Есть нюансы, которые в ДПМ еще не отшлифованы, вопросы по возвратности инвестиций в сетевую инфраструктуру например, но тем не менее в целом они хорошо структурированы. Мы все, и министерства и ведомства, и “Совет рынка”, и рыночное сообщество, на это потратили достаточно много времени. В договорах есть и система поощрений, и система наказаний в виде штрафных санкций. Это хороший опыт. Посмотрим, как все это будет реально реализовано, для всех — и для энергетиков, и для государства — это серьезное испытание.

— Когда случилась авария на Саяно-Шушенской ГЭС, Дерипаска выступил с идеей, что крупные потребители, которые вынуждены в случае таких аварий снижать нагрузку, должны забирать у энергетиков часть платы за мощность. Как вы к этой идее относитесь?

— По сути, он прав, но не в режиме “забрать”. Мы считаем, что нужно формировать систему, в которой потребители, которые могут или обязаны принимать ограничения в случае критической ситуации, должны получать скидку или не оплачивать часть расходов всей системы. Это так называемые потребители с регулируемой нагрузкой. Это дает возможность для системы не держать избыточного резерва.

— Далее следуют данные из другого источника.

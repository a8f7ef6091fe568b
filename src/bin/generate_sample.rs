use std::collections::BTreeMap;
use std::path::Path;
use std::sync::Arc;

use anyhow::{Context, Result};
use arrow::array::{Float64Array, StringArray};
use arrow::datatypes::{DataType, Field, Schema};
use arrow::record_batch::RecordBatch;
use chrono::NaiveDate;
use parquet::arrow::ArrowWriter;

use collecte_stats::data::loader::write_json;
use collecte_stats::data::model::{CategoryTotals, ColumnLayout, PeriodAggregate, SiteAggregate};
use collecte_stats::data::period::{dataset_year_for, MONTHS};

const SITES: [(&str, f64); 4] = [
    ("Pépinière", 1.4),
    ("Sanssac", 1.0),
    ("St Germain", 0.8),
    ("Polignac", 0.6),
];

const CATEGORIES: [(&str, f64, &[&str]); 6] = [
    ("MEUBLES", 420.0, &["Chaises", "Tables", "Armoires"]),
    ("ELECTRO", 260.0, &["Gros électroménager", "Petit électroménager"]),
    ("TEXTILE", 180.0, &["Vêtements", "Linge de maison"]),
    ("LIVRES", 90.0, &["Romans", "BD", "Revues"]),
    ("JOUETS", 70.0, &["Peluches", "Jeux de société"]),
    ("VAISSELLE", 110.0, &["Verres", "Assiettes"]),
];

const FINAL_FLUXES: [(&str, f64); 3] = [
    ("MASSICOT", 150.0),
    ("DEMANTELEMENT", 95.0),
    ("DECHETS ULTIMES", 60.0),
];

/// Minimal deterministic PRNG (xoshiro256**)
struct SimpleRng {
    state: [u64; 4],
}

impl SimpleRng {
    fn new(seed: u64) -> Self {
        let mut s = [0u64; 4];
        let mut x = seed;
        for slot in &mut s {
            x = x.wrapping_mul(6364136223846793005).wrapping_add(1);
            *slot = x;
        }
        SimpleRng { state: s }
    }

    fn next_u64(&mut self) -> u64 {
        let result = (self.state[1].wrapping_mul(5)).rotate_left(7).wrapping_mul(9);
        let t = self.state[1] << 17;
        self.state[2] ^= self.state[0];
        self.state[3] ^= self.state[1];
        self.state[1] ^= self.state[2];
        self.state[0] ^= self.state[3];
        self.state[2] ^= t;
        self.state[3] = self.state[3].rotate_left(45);
        result
    }

    fn next_f64(&mut self) -> f64 {
        (self.next_u64() >> 11) as f64 / (1u64 << 53) as f64
    }

    /// Uniform in `[1 - spread, 1 + spread)`.
    fn jitter(&mut self, spread: f64) -> f64 {
        1.0 + spread * (2.0 * self.next_f64() - 1.0)
    }
}

fn round1(value: f64) -> f64 {
    (value * 10.0).round() / 10.0
}

fn layout() -> ColumnLayout {
    ColumnLayout::new(
        CATEGORIES.iter().map(|(name, _, _)| *name),
        FINAL_FLUXES.iter().map(|(name, _)| *name),
    )
}

/// One half-year aggregate over `months` (indices into the calendar).
fn half_year(
    rng: &mut SimpleRng,
    months: std::ops::Range<usize>,
    start: NaiveDate,
    end: NaiveDate,
) -> PeriodAggregate {
    let layout = layout();
    let mut agg = PeriodAggregate::new(layout.clone());

    for (site, scale) in SITES {
        let mut monthly = BTreeMap::new();
        for info in &MONTHS[months.clone()] {
            let mut pairs = Vec::with_capacity(CATEGORIES.len() + FINAL_FLUXES.len());
            for (name, base, _) in CATEGORIES {
                pairs.push((name, round1(base * scale * rng.jitter(0.35))));
            }
            for (name, base) in FINAL_FLUXES {
                pairs.push((name, round1(base * scale * rng.jitter(0.25))));
            }
            let entry = CategoryTotals::from_columns(&layout, pairs);
            monthly.insert(info.key.to_string(), entry);
        }
        agg = agg.with_site(site, SiteAggregate::from_monthly(&layout, monthly));
    }

    agg = agg.with_months_order(MONTHS[months].iter().map(|m| m.key));
    agg.dataset_year = Some(dataset_year_for(start, end));
    agg.date_start = Some(start);
    agg.date_end = Some(end);
    agg.date_range_label = Some(format!(
        "DU {} au {}",
        start.format("%d/%m/%Y"),
        end.format("%d/%m/%Y")
    ));
    agg
}

fn write_category_rows(rng: &mut SimpleRng, path: &Path) -> Result<usize> {
    let mut categories = Vec::new();
    let mut subcategories = Vec::new();
    let mut totals = Vec::new();
    for (category, base, subs) in CATEGORIES {
        for sub in subs {
            categories.push(category);
            subcategories.push(*sub);
            totals.push(round1(base * 12.0 / subs.len() as f64 * rng.jitter(0.5)));
        }
    }

    let schema = Arc::new(Schema::new(vec![
        Field::new("categorie", DataType::Utf8, false),
        Field::new("sous_categorie", DataType::Utf8, false),
        Field::new("total", DataType::Float64, false),
    ]));
    let rows = totals.len();
    let batch = RecordBatch::try_new(
        schema.clone(),
        vec![
            Arc::new(StringArray::from(categories)),
            Arc::new(StringArray::from(subcategories)),
            Arc::new(Float64Array::from(totals)),
        ],
    )
    .context("building record batch")?;

    let file = std::fs::File::create(path).with_context(|| format!("creating {}", path.display()))?;
    let mut writer = ArrowWriter::try_new(file, schema, None).context("creating parquet writer")?;
    writer.write(&batch).context("writing batch")?;
    writer.close().context("closing parquet writer")?;
    Ok(rows)
}

fn main() -> Result<()> {
    env_logger::init();
    let mut rng = SimpleRng::new(42);

    let ymd = |y, m, d| NaiveDate::from_ymd_opt(y, m, d).context("invalid sample date");
    let first = half_year(&mut rng, 0..6, ymd(2025, 1, 1)?, ymd(2025, 6, 30)?);
    let second = half_year(&mut rng, 6..12, ymd(2025, 7, 1)?, ymd(2025, 12, 31)?);

    write_json(&first, Some(Path::new("sample_s1.json")))?;
    write_json(&second, Some(Path::new("sample_s2.json")))?;
    let rows = write_category_rows(&mut rng, Path::new("sample_categories.parquet"))?;

    println!(
        "Wrote {} sites x 2 half-years to sample_s1.json / sample_s2.json",
        SITES.len()
    );
    println!("Wrote {rows} category rows to sample_categories.parquet");
    Ok(())
}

— Какой вы видите отрасль через несколько лет? Как повлияет на рынок курс на консолидацию, о котором объявили многие крупные игроки, в том числе КЭС? Стоит ли бояться олигополии?

— Тенденция к консолидации очевидна. И нужно понимать: чем выше консолидация, тем меньше либерализация и больше аргументов у государства напрямую вмешиваться в систему ценообразования. Потому что когда на рынке присутствует четыре-пять субъектов, которые де-факто контролируют 80-90% всей генерации, нельзя говорить о реальной конкуренции.

Но есть способ подтолкнуть конкуренцию — путем формирования избытка мощности на рынке. Риск быть не отобранным по мощности и что тебе не заплатят — это самый большой риск, но его сегодня нет, ведь спрос на мощность формируется с избытком. Никто не может принять на себя риск остаться без мощности — мало ли что произойдет. И вся эта цепочка ответственности формирует избыточный спрос. Формируя избыточный спрос на мощность, мы делаем работу всей системы неэффективной — в результате генераторы вынуждены содержать очень дорогую в обслуживании неэффективную мощность, а потребители вынуждены ее оплачивать.

— Почему так происходит?

— Потому что методики определения долгосрочного спроса на мощность фактически нет. Но что хорошо с рынком — он вскрыл многие вопросы: сколько мощности нам надо, какую оплачивать — какую нет, как ее отбирать и т. д. Вопросы поставлены правильные — ответы на них, к сожалению, не найдены.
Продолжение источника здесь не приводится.